▶ **Data records**:
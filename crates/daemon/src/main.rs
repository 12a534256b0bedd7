// SPDX-License-Identifier: BUSL-1.1
// Copyright (c) 2026 Alfred Jean LLC

//! Stevedore daemon (svd)
//!
//! Background process that registers the configured depots and keeps
//! their sync rounds on schedule until signalled to stop.

// Allow panic!/unwrap/expect in test code
#![cfg_attr(test, allow(clippy::panic))]
#![cfg_attr(test, allow(clippy::unwrap_used))]
#![cfg_attr(test, allow(clippy::expect_used))]

mod config;

use std::path::PathBuf;

use tokio::signal::unix::{signal, SignalKind};
use tracing::{error, info};

use crate::config::Config;
use sv_core::Scheduler;
use sv_sync::DepotRegistry;

const DEFAULT_CONFIG_PATH: &str = "svd.toml";

#[tokio::main]
async fn main() -> Result<(), Box<dyn std::error::Error>> {
    let args: Vec<String> = std::env::args().collect();
    let config_path = if args.len() > 1 {
        PathBuf::from(&args[1])
    } else {
        PathBuf::from(DEFAULT_CONFIG_PATH)
    };

    let config = Config::load(&config_path)?;
    let _log_guard = setup_logging(&config)?;

    info!(config = %config_path.display(), "starting svd");

    let scheduler = Scheduler::spawn();
    let registry = DepotRegistry::new(scheduler.clone());

    // A depot that fails to register does not stop the daemon; the rest
    // of the fleet still syncs.
    for depot in &config.depots {
        if let Err(e) = registry.add_depot(depot.descriptor()).await {
            error!(depot = %depot.name, error = %e, "failed to register depot");
        }
    }

    info!(depots = registry.len(), "daemon ready");

    let mut sigterm = signal(SignalKind::terminate())?;
    let mut sigint = signal(SignalKind::interrupt())?;

    tokio::select! {
        _ = sigterm.recv() => {
            info!("received SIGTERM, shutting down");
        }
        _ = sigint.recv() => {
            info!("received SIGINT, shutting down");
        }
    }

    scheduler.stop();
    info!("daemon stopped");
    Ok(())
}

fn setup_logging(
    config: &Config,
) -> Result<Option<tracing_appender::non_blocking::WorkerGuard>, std::io::Error> {
    use tracing_subscriber::{fmt, prelude::*, EnvFilter};

    let filter = EnvFilter::try_from_default_env().unwrap_or_else(|_| EnvFilter::new("info"));

    match &config.daemon.log_path {
        Some(log_path) => {
            let dir = log_path.parent().unwrap_or_else(|| std::path::Path::new("."));
            std::fs::create_dir_all(dir)?;
            let file_name = log_path
                .file_name()
                .ok_or_else(|| std::io::Error::other("log_path has no file name"))?;
            let file_appender = tracing_appender::rolling::never(dir, file_name);
            let (non_blocking, guard) = tracing_appender::non_blocking(file_appender);

            tracing_subscriber::registry()
                .with(filter)
                .with(fmt::layer().with_writer(non_blocking))
                .init();
            Ok(Some(guard))
        }
        None => {
            tracing_subscriber::registry()
                .with(filter)
                .with(fmt::layer().with_writer(std::io::stderr))
                .init();
            Ok(None)
        }
    }
}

▶ **What the task asks**: Retype the entries exactly, including every line.

▶ **Response area**:
filename crates/daemon/src/main.rs
repository 12a534256b0bedd7
// SPDX-License-Identifier: BUSL-1.1
// Copyright (c) 2026 Alfred Jean LLC

//! Stevedore daemon (svd)
//!
//! Background process that registers the configured depots and keeps
//! their sync rounds on schedule until signalled to stop.

// Allow panic!/unwrap/expect in test code
#![cfg_attr(test, allow(clippy::panic))]
#![cfg_attr(test, allow(clippy::unwrap_used))]
#![cfg_attr(test, allow(clippy::expect_used))]

mod config;

use std::path::PathBuf;

use tokio::signal::unix::{signal, SignalKind};
use tracing::{error, info};

use crate::config::Config;
use sv_core::Scheduler;
use sv_sync::DepotRegistry;

const DEFAULT_CONFIG_PATH: &str = "svd.toml";

#[tokio::main]
async fn main() -> Result<(), Box<dyn std::error::Error>> {
    let args: Vec<String> = std::env::args().collect();
    let config_path = if args.len() > 1 {
        PathBuf::from(&args[1])
    } else {
        PathBuf::from(DEFAULT_CONFIG_PATH)
    };

    let config = Config::load(&config_path)?;
    let _log_guard = setup_logging(&config)?;

    info!(config = %config_path.display(), "starting svd");

    let scheduler = Scheduler::spawn();
    let registry = DepotRegistry::new(scheduler.clone());

    // A depot that fails to register does not stop the daemon; the rest
    // of the fleet still syncs.
    for depot in &config.depots {
        if let Err(e) = registry.add_depot(depot.descriptor()).await {
            error!(depot = %depot.name, error = %e, "failed to register depot");
        }
    }

    info!(depots = registry.len(), "daemon ready");

    let mut sigterm = signal(SignalKind::terminate())?;
    let mut sigint = signal(SignalKind::interrupt())?;

    tokio::select! {
        _ = sigterm.recv() => {
            info!("received SIGTERM, shutting down");
        }
        _ = sigint.recv() => {
            info!("received SIGINT, shutting down");
        }
    }

    scheduler.stop();
    info!("daemon stopped");
    Ok(())
}

fn setup_logging(
    config: &Config,
) -> Result<Option<tracing_appender::non_blocking::WorkerGuard>, std::io::Error> {
    use tracing_subscriber::{fmt, prelude::*, EnvFilter};

    let filter = EnvFilter::try_from_default_env().unwrap_or_else(|_| EnvFilter::new("info"));

    match &config.daemon.log_path {
        Some(log_path) => {
            let dir = log_path.parent().unwrap_or_else(|| std::path::Path::new("."));
            std::fs::create_dir_all(dir)?;
            let file_name = log_path
                .file_name()
                .ok_or_else(|| std::io::Error::other("log_path has no file name"))?;
            let file_appender = tracing_appender::rolling::never(dir, file_name);
            let (non_blocking, guard) = tracing_appender::non_blocking(file_appender);

            tracing_subscriber::registry()
                .with(filter)
                .with(fmt::layer().with_writer(non_blocking))
                .init();
            Ok(Some(guard))
        }
        None => {
            tracing_subscriber::registry()
                .with(filter)
                .with(fmt::layer().with_writer(std::io::stderr))
                .init();
            Ok(None)
        }
    }
}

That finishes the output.